- Opening Delimiter -
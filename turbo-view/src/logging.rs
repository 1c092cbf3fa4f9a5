//! Wrapper around `tracing_subscriber` for logging.
//!
//! Configures application-wide logging to go to stderr at the `INFO` level.
//! If the host application installs its own subscriber, don't initialize the `Logger`;
//! the engine only emits `tracing` events.
//!
//! ### Example
//!
//! ```rust
//! use turbo_view::prelude::*;
//!
//! Logger::init();
//! ```
use crate::config::get_config;
use once_cell::sync::OnceCell;
use tracing_subscriber::{filter::LevelFilter, fmt, util::SubscriberInitExt, EnvFilter};

static INITIALIZED: OnceCell<()> = OnceCell::new();

pub struct Logger;

impl Logger {
    /// Configure logging application-wide.
    ///
    /// Calling this multiple times is safe. Logger will be initialized only once.
    pub fn init() {
        INITIALIZED.get_or_init(|| {
            setup_logging();
            get_config().log_info();
        });
    }
}

fn setup_logging() {
    let _ = fmt()
        .with_env_filter(
            EnvFilter::builder()
                .with_default_directive(LevelFilter::INFO.into())
                .from_env_lossy(),
        )
        .with_ansi(get_config().tty)
        .with_file(false)
        .with_target(false)
        .finish()
        .try_init();
}
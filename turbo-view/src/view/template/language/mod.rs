//! Implementation of the template language.
//!
//! Includes the parser and the evaluator. Evaluation writes output
//! and calls global functions through an [`Interpreter`].
pub mod expression;
pub mod op;
pub mod program;
pub mod statement;
pub mod term;

pub use expression::Expression;
pub use op::Op;
pub use program::Program;
pub use statement::Statement;
pub use term::Term;

use super::{Context, Error, Value};

/// Where a program sends its output and global function calls.
pub trait Interpreter {
    /// Append text to the output that's currently being captured.
    fn write(&mut self, text: &str);

    /// Call a global function, e.g. `render("nav")` or `csrf_field()`.
    ///
    /// Unknown functions return `Error::UnknownMethod(name, "global")`.
    fn call(&mut self, name: &str, args: &[Value], context: &Context) -> Result<Value, Error>;
}

/// Interpreter without global functions that collects output into a string.
#[derive(Default, Debug)]
pub struct Buffer {
    output: String,
}

impl Buffer {
    pub fn new() -> Self {
        Self::default()
    }

    pub fn into_string(self) -> String {
        self.output
    }
}

impl Interpreter for Buffer {
    fn write(&mut self, text: &str) {
        self.output.push_str(text);
    }

    fn call(&mut self, name: &str, _args: &[Value], _context: &Context) -> Result<Value, Error> {
        Err(Error::UnknownMethod(name.into(), "global"))
    }
}
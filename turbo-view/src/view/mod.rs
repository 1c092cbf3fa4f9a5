//! Templates and the engine rendering them.
//!
//! Templates are markup with `{{ interpolations }}` and `@directives`. They are translated into a small
//! template language and interpreted at runtime, so a template changed on disk is picked up by the next
//! render. Compiled templates are cached in memory and on disk, see [`Templates`].
//!
//! # Example
//!
//! ```
//! # use turbo_view::view::*;
//! let template = Template::from_str("@if($user)<h1>{{ $user }}</h1>@endif").unwrap();
//! let mut context = Context::new();
//!
//! context.set("user", "Lev").unwrap();
//!
//! let rendered = template.render(&context).unwrap();
//!
//! assert_eq!(rendered, "<h1>Lev</h1>");
//! ```
pub mod cache;
pub mod engine;
pub mod template;

pub use cache::Templates;
pub use engine::{Engine, Function};
pub use template::Context;
pub use template::Error;
pub use template::Template;

pub use template::{ToTemplateValue, Value};
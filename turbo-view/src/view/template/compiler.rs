//! Directive translator.
//!
//! Turns template source written with `{{ interpolations }}` and `@directives`
//! into executable source, e.g.:
//!
//! ```text
//! @if($user) Hello, {{ $user->name }} @endif
//! ```
//!
//! becomes
//!
//! ```text
//! <% if ($user) %> Hello, <%= $user->name %> <% end %>
//! ```
//!
//! The source is scanned once, left to right. At each position the rules are tried in order
//! and the first one that matches is applied; its output is never scanned again.
//! Anything no rule matches is copied as text, with `<%` escaped as `<%%`.
use super::verbatim;

use once_cell::sync::Lazy;
use regex::Regex;

static DIRECTIVE: Lazy<Regex> =
    Lazy::new(|| Regex::new(r"^@([A-Za-z_][A-Za-z0-9_]*)").expect("directive regex"));

static RULES: Lazy<Vec<Rule>> = Lazy::new(|| {
    vec![
        // Comments
        Rule::delimited("{{--", "--}}", false, |_| String::new()),
        // Output
        Rule::delimited("{{{", "}}}", true, |expr| format!("<%= {} %>", expr)),
        Rule::delimited("{!!", "!!}", true, |expr| format!("<%- {} %>", expr)),
        Rule::delimited("{{", "}}", true, |expr| format!("<%= {} %>", expr)),
        // Partials
        Rule::call("calling", |args| format!("<%- render({}) %>", args)),
        // Control flow
        Rule::call("if", |expr| format!("<% if ({}) %>", expr)),
        Rule::call("elseif", |expr| format!("<% elsif ({}) %>", expr)),
        Rule::directive("else", |_| "<% else %>".into()),
        Rule::directive("endif", |_| "<% end %>".into()),
        Rule::call("unless", |expr| format!("<% if !({}) %>", expr)),
        Rule::directive("endunless", |_| "<% end %>".into()),
        Rule::call("foreach", |expr| format!("<% foreach {} %>", expr)),
        Rule::directive("endforeach", |_| "<% end %>".into()),
        // Forms
        Rule::directive("csrf", |_| "<%- csrf_field() %>".into()),
        // Fragment cache
        Rule::call("cache", |args| format!("<% if fragment_start({}) %>", args)),
        Rule::directive("endcache", |_| "<% fragment_end() %><% end %>".into()),
        // Code
        Rule::block("php", "@endphp", |code| format!("<% {} %>", code.trim())),
        // Layouts
        Rule::call("extends", |name| format!("<% extends({}) %>", name)),
        Rule::call("section", |args| format!("<% section_start({}) %>", args)),
        Rule::directive("endsection", |_| "<% section_end() %>".into()),
        Rule::call("yield", |args| format!("<%- yield_section({}) %>", args)),
    ]
});

#[derive(Debug, Clone, Copy)]
enum Matcher {
    /// `open ... close`, e.g. `{{ name }}`. Only `quoted` content is
    /// an expression; quotes in it can contain the closing delimiter.
    Delimited {
        open: &'static str,
        close: &'static str,
        quoted: bool,
    },

    /// `@name`
    Directive(&'static str),

    /// `@name(arguments)`, parentheses balanced and quote-aware.
    Call(&'static str),

    /// `@name ... close`, content copied without translation.
    Block {
        name: &'static str,
        close: &'static str,
    },
}

/// A translation rule: what to match and how to rewrite it.
#[derive(Debug, Clone, Copy)]
pub struct Rule {
    matcher: Matcher,
    rewrite: fn(&str) -> String,
}

impl Rule {
    fn delimited(
        open: &'static str,
        close: &'static str,
        quoted: bool,
        rewrite: fn(&str) -> String,
    ) -> Self {
        Self {
            matcher: Matcher::Delimited {
                open,
                close,
                quoted,
            },
            rewrite,
        }
    }

    fn directive(name: &'static str, rewrite: fn(&str) -> String) -> Self {
        Self {
            matcher: Matcher::Directive(name),
            rewrite,
        }
    }

    fn call(name: &'static str, rewrite: fn(&str) -> String) -> Self {
        Self {
            matcher: Matcher::Call(name),
            rewrite,
        }
    }

    fn block(name: &'static str, close: &'static str, rewrite: fn(&str) -> String) -> Self {
        Self {
            matcher: Matcher::Block { name, close },
            rewrite,
        }
    }

    /// Try the rule at the start of `rest`. `directive` is the name of the
    /// directive starting there, if any. Returns the rewritten text and how
    /// many bytes of `rest` it replaces.
    fn apply(&self, rest: &str, directive: Option<&str>) -> Option<(String, usize)> {
        match self.matcher {
            Matcher::Delimited {
                open,
                close,
                quoted,
            } => {
                let inner = rest.strip_prefix(open)?;

                let end = if quoted {
                    let end = find_unquoted(inner, close)?;
                    // Expressions are a single line, and not empty.
                    if inner[..end].contains('\n') || inner[..end].trim().is_empty() {
                        return None;
                    }
                    end
                } else {
                    inner.find(close)?
                };

                let content = inner[..end].trim();
                Some(((self.rewrite)(content), open.len() + end + close.len()))
            }

            Matcher::Directive(name) => {
                if directive? != name {
                    return None;
                }

                Some(((self.rewrite)(""), name.len() + 1))
            }

            Matcher::Call(name) => {
                if directive? != name {
                    return None;
                }

                let after = &rest[name.len() + 1..];
                let spaces = after.len() - after.trim_start_matches([' ', '\t']).len();
                let (args, len) = arguments(&after[spaces..])?;

                Some(((self.rewrite)(args.trim()), name.len() + 1 + spaces + len))
            }

            Matcher::Block { name, close } => {
                if directive? != name {
                    return None;
                }

                let body = &rest[name.len() + 1..];
                let end = body.find(close)?;

                Some((
                    (self.rewrite)(&body[..end]),
                    name.len() + 1 + end + close.len(),
                ))
            }
        }
    }
}

/// Translate template source into executable source.
///
/// Translation is deterministic: the same source always produces the same output.
pub fn translate(source: &str) -> String {
    let source = verbatim::protect(source);
    let mut output = String::with_capacity(source.len() + source.len() / 4);
    let mut rest = source.as_str();

    while let Some(c) = rest.chars().next() {
        let rewritten = match c {
            '{' => RULES.iter().find_map(|rule| rule.apply(rest, None)),
            '@' => {
                let directive = DIRECTIVE
                    .captures(rest)
                    .and_then(|captures| captures.get(1))
                    .map(|name| name.as_str());

                match directive {
                    Some(directive) => RULES
                        .iter()
                        .find_map(|rule| rule.apply(rest, Some(directive))),
                    None => None,
                }
            }
            _ => None,
        };

        match rewritten {
            Some((text, consumed)) => {
                output.push_str(&text);
                rest = &rest[consumed..];
            }

            None => {
                // A literal `<%` is printed as-is.
                if c == '%' && output.ends_with('<') {
                    output.push('%');
                }

                output.push(c);
                rest = &rest[c.len_utf8()..];
            }
        }
    }

    verbatim::restore(&output)
}

// Find `needle` in `text`, skipping over string literals.
fn find_unquoted(text: &str, needle: &str) -> Option<usize> {
    let mut quote = None;
    let mut escaped = false;

    for (i, c) in text.char_indices() {
        match quote {
            Some(q) => {
                if escaped {
                    escaped = false;
                } else if c == '\\' {
                    escaped = true;
                } else if c == q {
                    quote = None;
                }
            }

            None => {
                if text[i..].starts_with(needle) {
                    return Some(i);
                }

                if c == '"' || c == '\'' {
                    quote = Some(c);
                }
            }
        }
    }

    None
}

// Parenthesized arguments at the start of `text`. Returns the text between the
// parentheses and the length of the whole group.
fn arguments(text: &str) -> Option<(&str, usize)> {
    if !text.starts_with('(') {
        return None;
    }

    let mut depth = 0;
    let mut quote = None;
    let mut escaped = false;

    for (i, c) in text.char_indices() {
        match quote {
            Some(q) => {
                if escaped {
                    escaped = false;
                } else if c == '\\' {
                    escaped = true;
                } else if c == q {
                    quote = None;
                }
            }

            None => match c {
                '"' | '\'' => quote = Some(c),
                '(' => depth += 1,
                ')' => {
                    depth -= 1;
                    if depth == 0 {
                        return Some((&text[1..i], i + 1));
                    }
                }
                _ => (),
            },
        }
    }

    None
}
- Closing Delimiter -
What you will do:
Lines containing the string "without": report how many there are in the material above, and nothing more.

Solution to the problem:
2